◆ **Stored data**
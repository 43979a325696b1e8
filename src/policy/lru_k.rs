//! LRU-K cache: admission after `k` touches.
//!
//! A key seen for the first time is parked in a bounded history list together
//! with its value and a touch count. Every further `get` or `insert` of the
//! key bumps the count; at `k` touches the key moves into the main LRU cache.
//! One-off keys from a scan therefore churn the history, not the main cache.
//!
//! ```text
//!   insert(x) ──► history: LruCache<K, Pending<V>>   (touches < k)
//!                         │ touches == k
//!                         ▼
//!                 main: LruCache<K, V>               (plain LRU from here on)
//! ```
//!
//! `get` only returns values from the main cache; `contains`, `len` and
//! `remove` are about main-cache residents too.
//!
//! ```
//! use evictkit::policy::lru_k::LruKCache;
//! use evictkit::traits::CoreCache;
//!
//! let mut cache = LruKCache::new(8);
//! cache.insert("page", 1);
//! assert!(!cache.contains(&"page"));
//!
//! assert_eq!(cache.get(&"page"), Some(&1));
//! assert!(cache.contains(&"page"));
//! ```
use std::hash::Hash;

use tracing::trace;

use crate::error::{ConfigError, InvariantError};
use crate::policy::lru::LruCache;
use crate::traits::{CoreCache, MutableCache};

pub const DEFAULT_K: usize = 2;

#[derive(Debug)]
struct Pending<V> {
    value: V,
    touches: usize,
}

#[derive(Debug)]
pub struct LruKCache<K, V> {
    main: LruCache<K, V>,
    history: LruCache<K, Pending<V>>,
    k: usize,
}

impl<K, V> LruKCache<K, V>
where
    K: Eq + Hash + Clone,
{
    /// LRU-2 with a history as large as the main cache.
    pub fn new(capacity: usize) -> Self {
        Self::build(capacity, DEFAULT_K, capacity)
    }

    /// # Panics
    ///
    /// Panics if `k` is zero.
    pub fn with_k(capacity: usize, k: usize, history_capacity: usize) -> Self {
        match Self::try_new(capacity, k, history_capacity) {
            Ok(cache) => cache,
            Err(err) => panic!("{err}"),
        }
    }

    pub fn try_new(capacity: usize, k: usize, history_capacity: usize) -> Result<Self, ConfigError> {
        if k == 0 {
            return Err(ConfigError::new("lru-k requires k > 0"));
        }
        Ok(Self::build(capacity, k, history_capacity))
    }

    fn build(capacity: usize, k: usize, history_capacity: usize) -> Self {
        Self {
            main: LruCache::new(capacity),
            history: LruCache::new(history_capacity),
            k,
        }
    }

    pub fn k(&self) -> usize {
        self.k
    }

    pub fn history_len(&self) -> usize {
        self.history.len()
    }

    pub fn history_capacity(&self) -> usize {
        self.history.capacity()
    }

    /// Touches recorded for a key that has not been admitted yet.
    pub fn access_count(&self, key: &K) -> Option<usize> {
        self.history.peek(key).map(|pending| pending.touches)
    }

    pub fn peek(&self, key: &K) -> Option<&V> {
        self.main.peek(key)
    }

    /// Bumps the touch count of a pending key and admits it at `k` touches.
    fn touch_pending(&mut self, key: &K, value: Option<V>) {
        let admit = match self.history.get_mut(key) {
            Some(pending) => {
                pending.touches += 1;
                if let Some(value) = value {
                    pending.value = value;
                }
                pending.touches >= self.k
            },
            None => return,
        };
        if admit && let Some(pending) = self.history.remove(key) {
            trace!(touches = pending.touches, "lru-k admitted key to main cache");
            self.main.push(key.clone(), pending.value);
        }
    }

    pub fn check_invariants(&self) -> Result<(), InvariantError> {
        self.main.check_invariants()?;
        self.history.check_invariants()?;
        if self.main.keys().any(|key| self.history.contains(key)) {
            return Err(InvariantError::new("key is both admitted and pending"));
        }
        if self.history.iter().any(|(_, pending)| pending.touches >= self.k) {
            return Err(InvariantError::new("pending key reached k touches without admission"));
        }
        Ok(())
    }
}

impl<K, V> CoreCache<K, V> for LruKCache<K, V>
where
    K: Eq + Hash + Clone,
{
    fn insert(&mut self, key: K, value: V) -> Option<V> {
        if self.main.contains(&key) {
            return self.main.insert(key, value);
        }
        if self.history.contains(&key) {
            self.touch_pending(&key, Some(value));
            return None;
        }
        if self.k <= 1 {
            self.main.push(key, value);
            return None;
        }
        self.history.push(key, Pending { value, touches: 1 });
        None
    }

    fn get(&mut self, key: &K) -> Option<&V> {
        self.touch_pending(key, None);
        self.main.get(key)
    }

    fn contains(&self, key: &K) -> bool {
        self.main.contains(key)
    }

    fn len(&self) -> usize {
        self.main.len()
    }

    fn capacity(&self) -> usize {
        self.main.capacity()
    }

    fn clear(&mut self) {
        self.main.clear();
        self.history.clear();
    }
}

impl<K, V> MutableCache<K, V> for LruKCache<K, V>
where
    K: Eq + Hash + Clone,
{
    fn remove(&mut self, key: &K) -> Option<V> {
        self.history.remove(key);
        self.main.remove(key)
    }
}

#[cfg(test)]
mod tests {
    use super::*;

    #[test]
    fn lru_k_admits_after_k_touches() {
        let mut cache = LruKCache::with_k(4, 3, 4);
        cache.insert("a", 1);
        assert_eq!(cache.access_count(&"a"), Some(1));
        assert_eq!(cache.get(&"a"), None);
        assert_eq!(cache.access_count(&"a"), Some(2));
        assert!(!cache.contains(&"a"));

        cache.insert("a", 2);
        assert!(cache.contains(&"a"));
        assert_eq!(cache.access_count(&"a"), None);
        assert_eq!(cache.get(&"a"), Some(&2));
        cache.check_invariants().unwrap();
    }

    #[test]
    fn lru_k_scan_does_not_disturb_main() {
        let mut cache = LruKCache::with_k(2, 2, 2);
        for key in [1, 2] {
            cache.insert(key, 0);
            cache.get(&key);
        }
        for key in 100..110 {
            cache.insert(key, key);
        }
        assert!(cache.contains(&1));
        assert!(cache.contains(&2));
        assert_eq!(cache.history_len(), 2);
        cache.check_invariants().unwrap();
    }

    #[test]
    fn lru_k_history_is_bounded() {
        let mut cache = LruKCache::with_k(4, 2, 2);
        cache.insert(1, 1);
        cache.insert(2, 2);
        cache.insert(3, 3);
        assert_eq!(cache.history_len(), 2);
        assert_eq!(cache.access_count(&1), None);
        // 1 fell out of history, so this restarts its count
        cache.insert(1, 1);
        assert!(!cache.contains(&1));
        cache.check_invariants().unwrap();
    }

    #[test]
    fn lru_k_with_k_one_is_plain_lru() {
        let mut cache = LruKCache::with_k(2, 1, 2);
        cache.insert("a", 1);
        assert!(cache.contains(&"a"));
        assert_eq!(cache.history_len(), 0);
    }

    #[test]
    fn lru_k_rejects_zero_k() {
        let err = LruKCache::<u32, u32>::try_new(4, 0, 4).unwrap_err();
        assert!(err.message().contains("k > 0"));
    }

    #[test]
    fn lru_k_remove_forgets_pending_and_resident() {
        let mut cache = LruKCache::new(4);
        cache.insert(1, 1);
        cache.insert(2, 2);
        cache.get(&2);
        assert_eq!(cache.remove(&1), None);
        assert_eq!(cache.access_count(&1), None);
        assert_eq!(cache.remove(&2), Some(2));
        assert!(cache.is_empty());
    }
}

◆ **Exercise description**
Give the records again, complete and exact.

◆ **Answer area**
repository 43979a325696b1e8
filename src/policy/lru_k.rs
//! LRU-K cache: admission after `k` touches.
//!
//! A key seen for the first time is parked in a bounded history list together
//! with its value and a touch count. Every further `get` or `insert` of the
//! key bumps the count; at `k` touches the key moves into the main LRU cache.
//! One-off keys from a scan therefore churn the history, not the main cache.
//!
//! ```text
//!   insert(x) ──► history: LruCache<K, Pending<V>>   (touches < k)
//!                         │ touches == k
//!                         ▼
//!                 main: LruCache<K, V>               (plain LRU from here on)
//! ```
//!
//! `get` only returns values from the main cache; `contains`, `len` and
//! `remove` are about main-cache residents too.
//!
//! ```
//! use evictkit::policy::lru_k::LruKCache;
//! use evictkit::traits::CoreCache;
//!
//! let mut cache = LruKCache::new(8);
//! cache.insert("page", 1);
//! assert!(!cache.contains(&"page"));
//!
//! assert_eq!(cache.get(&"page"), Some(&1));
//! assert!(cache.contains(&"page"));
//! ```
use std::hash::Hash;

use tracing::trace;

use crate::error::{ConfigError, InvariantError};
use crate::policy::lru::LruCache;
use crate::traits::{CoreCache, MutableCache};

pub const DEFAULT_K: usize = 2;

#[derive(Debug)]
struct Pending<V> {
    value: V,
    touches: usize,
}

#[derive(Debug)]
pub struct LruKCache<K, V> {
    main: LruCache<K, V>,
    history: LruCache<K, Pending<V>>,
    k: usize,
}

impl<K, V> LruKCache<K, V>
where
    K: Eq + Hash + Clone,
{
    /// LRU-2 with a history as large as the main cache.
    pub fn new(capacity: usize) -> Self {
        Self::build(capacity, DEFAULT_K, capacity)
    }

    /// # Panics
    ///
    /// Panics if `k` is zero.
    pub fn with_k(capacity: usize, k: usize, history_capacity: usize) -> Self {
        match Self::try_new(capacity, k, history_capacity) {
            Ok(cache) => cache,
            Err(err) => panic!("{err}"),
        }
    }

    pub fn try_new(capacity: usize, k: usize, history_capacity: usize) -> Result<Self, ConfigError> {
        if k == 0 {
            return Err(ConfigError::new("lru-k requires k > 0"));
        }
        Ok(Self::build(capacity, k, history_capacity))
    }

    fn build(capacity: usize, k: usize, history_capacity: usize) -> Self {
        Self {
            main: LruCache::new(capacity),
            history: LruCache::new(history_capacity),
            k,
        }
    }

    pub fn k(&self) -> usize {
        self.k
    }

    pub fn history_len(&self) -> usize {
        self.history.len()
    }

    pub fn history_capacity(&self) -> usize {
        self.history.capacity()
    }

    /// Touches recorded for a key that has not been admitted yet.
    pub fn access_count(&self, key: &K) -> Option<usize> {
        self.history.peek(key).map(|pending| pending.touches)
    }

    pub fn peek(&self, key: &K) -> Option<&V> {
        self.main.peek(key)
    }

    /// Bumps the touch count of a pending key and admits it at `k` touches.
    fn touch_pending(&mut self, key: &K, value: Option<V>) {
        let admit = match self.history.get_mut(key) {
            Some(pending) => {
                pending.touches += 1;
                if let Some(value) = value {
                    pending.value = value;
                }
                pending.touches >= self.k
            },
            None => return,
        };
        if admit && let Some(pending) = self.history.remove(key) {
            trace!(touches = pending.touches, "lru-k admitted key to main cache");
            self.main.push(key.clone(), pending.value);
        }
    }

    pub fn check_invariants(&self) -> Result<(), InvariantError> {
        self.main.check_invariants()?;
        self.history.check_invariants()?;
        if self.main.keys().any(|key| self.history.contains(key)) {
            return Err(InvariantError::new("key is both admitted and pending"));
        }
        if self.history.iter().any(|(_, pending)| pending.touches >= self.k) {
            return Err(InvariantError::new("pending key reached k touches without admission"));
        }
        Ok(())
    }
}

impl<K, V> CoreCache<K, V> for LruKCache<K, V>
where
    K: Eq + Hash + Clone,
{
    fn insert(&mut self, key: K, value: V) -> Option<V> {
        if self.main.contains(&key) {
            return self.main.insert(key, value);
        }
        if self.history.contains(&key) {
            self.touch_pending(&key, Some(value));
            return None;
        }
        if self.k <= 1 {
            self.main.push(key, value);
            return None;
        }
        self.history.push(key, Pending { value, touches: 1 });
        None
    }

    fn get(&mut self, key: &K) -> Option<&V> {
        self.touch_pending(key, None);
        self.main.get(key)
    }

    fn contains(&self, key: &K) -> bool {
        self.main.contains(key)
    }

    fn len(&self) -> usize {
        self.main.len()
    }

    fn capacity(&self) -> usize {
        self.main.capacity()
    }

    fn clear(&mut self) {
        self.main.clear();
        self.history.clear();
    }
}

impl<K, V> MutableCache<K, V> for LruKCache<K, V>
where
    K: Eq + Hash + Clone,
{
    fn remove(&mut self, key: &K) -> Option<V> {
        self.history.remove(key);
        self.main.remove(key)
    }
}

#[cfg(test)]
mod tests {
    use super::*;

    #[test]
    fn lru_k_admits_after_k_touches() {
        let mut cache = LruKCache::with_k(4, 3, 4);
        cache.insert("a", 1);
        assert_eq!(cache.access_count(&"a"), Some(1));
        assert_eq!(cache.get(&"a"), None);
        assert_eq!(cache.access_count(&"a"), Some(2));
        assert!(!cache.contains(&"a"));

        cache.insert("a", 2);
        assert!(cache.contains(&"a"));
        assert_eq!(cache.access_count(&"a"), None);
        assert_eq!(cache.get(&"a"), Some(&2));
        cache.check_invariants().unwrap();
    }

    #[test]
    fn lru_k_scan_does_not_disturb_main() {
        let mut cache = LruKCache::with_k(2, 2, 2);
        for key in [1, 2] {
            cache.insert(key, 0);
            cache.get(&key);
        }
        for key in 100..110 {
            cache.insert(key, key);
        }
        assert!(cache.contains(&1));
        assert!(cache.contains(&2));
        assert_eq!(cache.history_len(), 2);
        cache.check_invariants().unwrap();
    }

    #[test]
    fn lru_k_history_is_bounded() {
        let mut cache = LruKCache::with_k(4, 2, 2);
        cache.insert(1, 1);
        cache.insert(2, 2);
        cache.insert(3, 3);
        assert_eq!(cache.history_len(), 2);
        assert_eq!(cache.access_count(&1), None);
        // 1 fell out of history, so this restarts its count
        cache.insert(1, 1);
        assert!(!cache.contains(&1));
        cache.check_invariants().unwrap();
    }

    #[test]
    fn lru_k_with_k_one_is_plain_lru() {
        let mut cache = LruKCache::with_k(2, 1, 2);
        cache.insert("a", 1);
        assert!(cache.contains(&"a"));
        assert_eq!(cache.history_len(), 0);
    }

    #[test]
    fn lru_k_rejects_zero_k() {
        let err = LruKCache::<u32, u32>::try_new(4, 0, 4).unwrap_err();
        assert!(err.message().contains("k > 0"));
    }

    #[test]
    fn lru_k_remove_forgets_pending_and_resident() {
        let mut cache = LruKCache::new(4);
        cache.insert(1, 1);
        cache.insert(2, 2);
        cache.get(&2);
        assert_eq!(cache.remove(&1), None);
        assert_eq!(cache.access_count(&1), None);
        assert_eq!(cache.remove(&2), Some(2));
        assert!(cache.is_empty());
    }
}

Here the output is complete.